__ACTIVITY__: Every record below should appear in your answer, copied exactly.

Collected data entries
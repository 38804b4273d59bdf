//! Repository layer for database operations

pub mod visitors;

use sqlx::{Pool, Postgres};

pub use visitors::VisitorStore;

/// Main repository struct, one store per table
#[derive(Clone)]
pub struct Repository {
    pub visitors: visitors::VisitorsRepository,
}

impl Repository {
    /// Create a new repository with the given database pool
    pub fn new(pool: Pool<Postgres>) -> Self {
        Self {
            visitors: visitors::VisitorsRepository::new(pool),
        }
    }
}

__YOUR RESPONSE__:
repository 38804b4273d59bdf
//! Repository layer for database operations

pub mod visitors;

use sqlx::{Pool, Postgres};

pub use visitors::VisitorStore;

/// Main repository struct, one store per table
#[derive(Clone)]
pub struct Repository {
    pub visitors: visitors::VisitorsRepository,
}

impl Repository {
    /// Create a new repository with the given database pool
    pub fn new(pool: Pool<Postgres>) -> Self {
        Self {
            visitors: visitors::VisitorsRepository::new(pool),
        }
    }
}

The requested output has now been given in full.